Return the data below in full, matching every line exactly.
-- Opening Marker --
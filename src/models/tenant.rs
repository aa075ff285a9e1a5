use chrono::{DateTime, Utc};
use serde::{Deserialize, Serialize};
use uuid::Uuid;

/// Directory row mapping an external tenant identity (subdomain) to the
/// schema that holds the tenant's data. Stored in the shared public
/// schema, outside every tenant partition.
#[derive(Debug, Clone, Serialize, Deserialize, sqlx::FromRow)]
pub struct Tenant {
    pub id: Uuid,
    pub subdomain: String,
    pub schema_name: String,
    pub created_at: DateTime<Utc>,
}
-- Closing Marker --
▶ OUTPUT OF THE TASK:
filename src/models/tenant.rs
repository aa075ff285a9e1a5
use chrono::{DateTime, Utc};
use serde::{Deserialize, Serialize};
use uuid::Uuid;

/// Directory row mapping an external tenant identity (subdomain) to the
/// schema that holds the tenant's data. Stored in the shared public
/// schema, outside every tenant partition.
#[derive(Debug, Clone, Serialize, Deserialize, sqlx::FromRow)]
pub struct Tenant {
    pub id: Uuid,
    pub subdomain: String,
    pub schema_name: String,
    pub created_at: DateTime<Utc>,
}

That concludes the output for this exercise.